Exercise doesn’t help you lose weight as much as you think when it comes to achieving your weight-loss goals. That’s the basis of John Cloud’s “Why Exercise Won’t Make You Thin” Time magazine article.
When I finished reading that article this afternoon, my first reaction was rage: All those precious wasted hours at the gym or out on the trails! Leading up to the wedding, I exercised furiously only to shed about five pounds from January to May. This article was proof of why, despite all my best efforts, I wasn’t losing more weight.
My next reaction was enlightenment. I’m well past my sleep diet experiment, and yes, after maintaining getting eight or more hours of sleep most nights of the week and not changing my eating or workout schedule, I have gained only one pound. I am only one pound heavier than I was on my wedding day, May 23, 2009.
As I mention in the sleep diet post, before the wedding, I watched my diet closely and exercised five to six times a week for anywhere between 20 minutes to an hour. After the wedding, I’ve been exercising about three times a week and not restricting my diet. Fortunately, I’ve always eaten pretty healthy and I’m not big on snacks or snacking. However, where some people fall victim to chips or chocolate, my weakness is alcohol.
(I love trying new exotic wines and beers from all around the world.)
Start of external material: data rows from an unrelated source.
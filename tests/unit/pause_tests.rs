/*!
 * Tests for the pause pipeline
 */

use rand::rngs::StdRng;
use rand::{Rng, SeedableRng};

use pausewise::analysis::pause::feedback::{fallback_feedback, GOOD_DETAIL, GOOD_OVERVIEW};
use pausewise::analysis::pause::{
    classify_pauses, extract_pauses, find_pause_indices, synthesize, ClassificationThresholds,
    PauseLabel, PauseStatistics, ThresholdSource,
};
use pausewise::analysis::timefmt::parse_percentage;
use pausewise::analysis::{AnalysisSettings, PauseThresholds, SpeechAnalyzer};
use pausewise::transcript::{Transcript, Word};

use crate::common;

fn offline() -> SpeechAnalyzer {
    SpeechAnalyzer::offline(AnalysisSettings::default())
}

fn gaps(short: f64, short_count: usize, long: f64, long_count: usize) -> Vec<f64> {
    let mut gaps = vec![short; short_count];
    gaps.extend(std::iter::repeat(long).take(long_count));
    gaps
}

/// Test that a transcript without words short-circuits with score 1
#[tokio::test]
async fn test_analyzePauses_withNoWords_shouldReportMissingTimestamps() {
    let report = offline().analyze_pauses(&Transcript::default()).await;

    assert_eq!(report.score, 1);
    assert!(report.overview.contains("No word-level timestamps"));
    assert!(report.details.is_empty());
    assert!(report.distribution.is_empty());
}

/// Test the literal nine-pause input: 2.0s falls in the strategic band and
/// 0.05s is above the quartile-derived rushed cut
#[tokio::test]
async fn test_analyzePauses_withShortAndTwoSecondGaps_shouldFollowQuartileThresholds() {
    let transcript = common::transcript_with_gaps(&gaps(0.05, 7, 2.0, 2));
    let pauses = extract_pauses(&transcript.words);
    assert_eq!(pauses.len(), 9);

    let thresholds =
        ClassificationThresholds::derive(&pauses, &transcript.words, &PauseThresholds::default());
    assert_eq!(thresholds.source, ThresholdSource::Quartile);
    assert!((thresholds.rushed - 0.025).abs() < 1e-6);
    assert!((thresholds.long - 3.075).abs() < 1e-6);

    let report = offline().analyze_pauses(&transcript).await;
    assert_eq!(report.distribution[&PauseLabel::Strategic], "22.2%");
    assert_eq!(report.distribution[&PauseLabel::Normal], "77.8%");
    assert_eq!(report.distribution[&PauseLabel::Rushed], "0.0%");
    assert_eq!(report.distribution[&PauseLabel::Long], "0.0%");
    assert_eq!(report.overview, "2 well-placed strategic pauses");
    assert_eq!(report.score, 5);
}

/// Test a rushed-heavy answer without recommendations or coaching
#[tokio::test]
async fn test_analyzePauses_withMostlyRushedTransitions_shouldScoreLowWithTemplate() {
    let transcript = common::transcript_with_gaps(&gaps(0.01, 7, 0.3, 2));

    let report = offline().analyze_pauses(&transcript).await;

    assert_eq!(report.distribution[&PauseLabel::Rushed], "77.8%");
    assert_eq!(report.distribution[&PauseLabel::Strategic], "22.2%");
    assert_eq!(report.distribution[&PauseLabel::Long], "0.0%");
    assert_eq!(
        report.overview,
        "7 rushed transitions (< 0.02s), 2 well-placed strategic pauses"
    );
    assert!(report.score <= 2);
    assert_eq!(report.score, 1);

    // Two rushed examples, then two strategic ones
    assert_eq!(report.details.len(), 4);
    assert!(report.details[0].contains("Rushed transition"));
    assert!(report.details[0].contains("'w0' → 'w1'"));
    assert!(report.details[2].contains("Good pause"));

    assert_eq!(report.actionable_feedback, fallback_feedback(&report.details));
    assert!(report.actionable_feedback.contains(&report.details[0]));
}

/// Test that an answer with no gaps at all gets the neutral summary
#[tokio::test]
async fn test_analyzePauses_withTouchingWords_shouldReportGoodManagement() {
    let report = offline().analyze_pauses(&common::steady_transcript()).await;

    assert_eq!(report.overview, GOOD_OVERVIEW);
    assert_eq!(report.details, vec![GOOD_DETAIL.to_string()]);
    assert!(report.distribution.is_empty());
    assert_eq!(report.score, 2);
    assert!(report.actionable_feedback.contains(GOOD_DETAIL));
}

/// Test that fewer than eight pauses use the speaking-rate thresholds
#[test]
fn test_derive_withFewPauses_shouldUseWpmScaledThresholds() {
    let transcript = common::transcript_with_gaps(&[0.05, 0.5, 0.8, 0.02]);
    let pauses = extract_pauses(&transcript.words);
    assert_eq!(pauses.len(), 4);

    let thresholds =
        ClassificationThresholds::derive(&pauses, &transcript.words, &PauseThresholds::default());
    assert_eq!(thresholds.source, ThresholdSource::WpmScaled);
}

/// Test quartile thresholds lowered to two pauses on a three-word answer
#[tokio::test]
async fn test_analyzePauses_withQuartilesOverTwoPauses_shouldClampRushedToFloor() {
    let transcript = common::transcript_with_gaps(&[0.1, 0.5]);
    let mut settings = AnalysisSettings::default();
    settings.pause.quartile_min_pauses = 2;

    let pauses = extract_pauses(&transcript.words);
    let thresholds = ClassificationThresholds::derive(&pauses, &transcript.words, &settings.pause);
    assert_eq!(thresholds.source, ThresholdSource::Quartile);
    assert_eq!(thresholds.rushed, settings.pause.rushed_floor_secs);

    let report = SpeechAnalyzer::offline(settings).analyze_pauses(&transcript).await;
    assert_eq!(report.distribution.len(), 4);
    assert!((1..=5).contains(&report.score));
}

/// Test alignment when the model drops one of a repeated phrase
#[test]
fn test_findPauseIndices_withDroppedDuplicateWord_shouldRecoverIndex() {
    let words: Vec<Word> = "I think I think we should go"
        .split_whitespace()
        .enumerate()
        .map(|(i, w)| Word::new(w, i as f64, i as f64 + 0.5))
        .collect();

    let indices = find_pause_indices(&words, "I think [PAUSE] I we should [PAUSE] go");
    assert_eq!(indices, vec![2]);
}

/// Test that a quoted response and a leading marker are tolerated
#[test]
fn test_findPauseIndices_withQuotesAndLeadingMarker_shouldIgnoreIndexZero() {
    let words: Vec<Word> = ["so", "first", "we", "scale"]
        .iter()
        .enumerate()
        .map(|(i, w)| Word::new(*w, i as f64, i as f64 + 0.5))
        .collect();

    let indices = find_pause_indices(&words, "\"[PAUSE] so [PAUSE] first we [PAUSE] scale [PAUSE]\"");
    assert_eq!(indices, vec![1, 3]);
}

/// Test that the exemption protects only the rushed label
#[test]
fn test_classifyPauses_withRecommendedIndex_shouldExemptRushedOnly() {
    let transcript = common::transcript_with_gaps(&[0.01, 3.0]);
    let pauses = extract_pauses(&transcript.words);
    let thresholds = ClassificationThresholds {
        long: 2.0,
        rushed: 0.1,
        strategic_min: 0.15,
        strategic_max: 2.5,
        source: ThresholdSource::WpmScaled,
    };

    let plain = classify_pauses(&pauses, thresholds, &[]);
    assert_eq!(plain.labelled[0].1, PauseLabel::Rushed);
    assert_eq!(plain.labelled[1].1, PauseLabel::Long);

    let exempted = classify_pauses(&pauses, thresholds, &[1, 2]);
    assert_eq!(exempted.labelled[0].1, PauseLabel::Normal);
    assert_eq!(exempted.labelled[1].1, PauseLabel::Long);
}

/// Test that reclassification is stable
#[test]
fn test_classifyPauses_repeated_shouldAssignSameLabels() {
    let transcript = common::transcript_with_gaps(&[0.01, 0.2, 0.05, 3.0, 0.12, 0.4, 0.01, 2.6, 0.3]);
    let pauses = extract_pauses(&transcript.words);
    let thresholds =
        ClassificationThresholds::derive(&pauses, &transcript.words, &PauseThresholds::default());

    let first = classify_pauses(&pauses, thresholds, &[3]);
    let second = classify_pauses(&pauses, thresholds, &[3]);
    assert_eq!(first, second);
}

/// Test partition and score bounds over random transcripts
#[test]
fn test_pausePipeline_withRandomTranscripts_shouldPartitionAndBound() {
    let mut rng = StdRng::seed_from_u64(42);
    let config = PauseThresholds::default();

    for _ in 0..200 {
        let count = rng.random_range(1..40);
        let gaps: Vec<f64> = (0..count)
            .map(|_| match rng.random_range(0..4) {
                0 => rng.random_range(0.001..0.08),
                1 => rng.random_range(0.08..0.15),
                2 => rng.random_range(0.15..2.5),
                _ => rng.random_range(2.5..6.0),
            })
            .collect();
        let transcript = common::transcript_with_gaps(&gaps);

        let pauses = extract_pauses(&transcript.words);
        assert!(pauses.len() < transcript.word_count());
        assert!(pauses.iter().all(|p| p.duration > 0.0));

        let thresholds = ClassificationThresholds::derive(&pauses, &transcript.words, &config);
        let classified = classify_pauses(&pauses, thresholds, &[]);
        let counted: usize = PauseLabel::ALL.iter().map(|l| classified.count(*l)).sum();
        assert_eq!(counted, classified.total());

        let summary = synthesize(&classified);
        let sum: f64 = summary
            .distribution
            .values()
            .filter_map(|v| parse_percentage(v))
            .sum();
        assert!((sum - 100.0).abs() <= 0.3, "distribution sums to {}", sum);

        let stats = PauseStatistics::from_summary(&summary, &classified);
        let report = pausewise::analysis::pause::build_report(summary, &stats, None);
        assert!((1..=5).contains(&report.score));
    }
}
With all the extra calories I’ve been consuming and not burning off through exercise, I predicted I would gain around five pounds over the next few months after the wedding.
But I haven’t.
And while I’m sure the extra sleep I’m getting now isn’t hurting. I am no longer certain that my lack of weight gain or weight loss can be solely attributed to my sleep habits.
Cloud talks about his own experience with rigorous exercise only to find he’s maintained roughly the same weight for years. Why, he asks, isn’t all the exercise eliminating his belly fat?
It turns out our problem lies in the fact that once we’ve had a hard workout, we feel we’ve “earned” that large muffin, piece of pie or (in my case) extra glass of wine. We consciously (and sometimes unconsciously) eat more calories that overcompensate for all the calories we burned from our workouts.
Yes, exercise is still crucial for overall health and to ward off diabetes, heart disease, dementia and a variety of other illnesses, but it doesn’t have to be in short, strenuous bursts. According to some experts in the article, just getting more movement throughout the entire day is good enough for exercise. Use the stairs, park far away from your destination, and bike around town more. That’s just as good as getting in one hour of sweat-dripping torture and then sitting on your butt the remainder of the day.
The key to weight loss is more about what we (don’t) eat than how much we exercise. I read further evidence for this in Serena Gordon’s article, “Want to Lose Weight? Just Eat Less.” Granted, this article isn’t looking at exercise habits but rather different diet plans.
So after reading all this, I could argue, “Well, why bother to exercise then?” However, I won’t.
My half-hour to one-hour exercise routines may not be helping me lose weight, but they give me other health benefits that are enough to keep me torturing myself. Exercise:
- Increases my energy
- Improves my mood
- Reduces my stress
- Clears my mind
- Wards off cancers and all the other aforementioned illnesses
Rarely do I enjoy exercise, but I do it because its pros far outweigh its cons. At least now though, I won’t beat myself up as much when I miss a workout.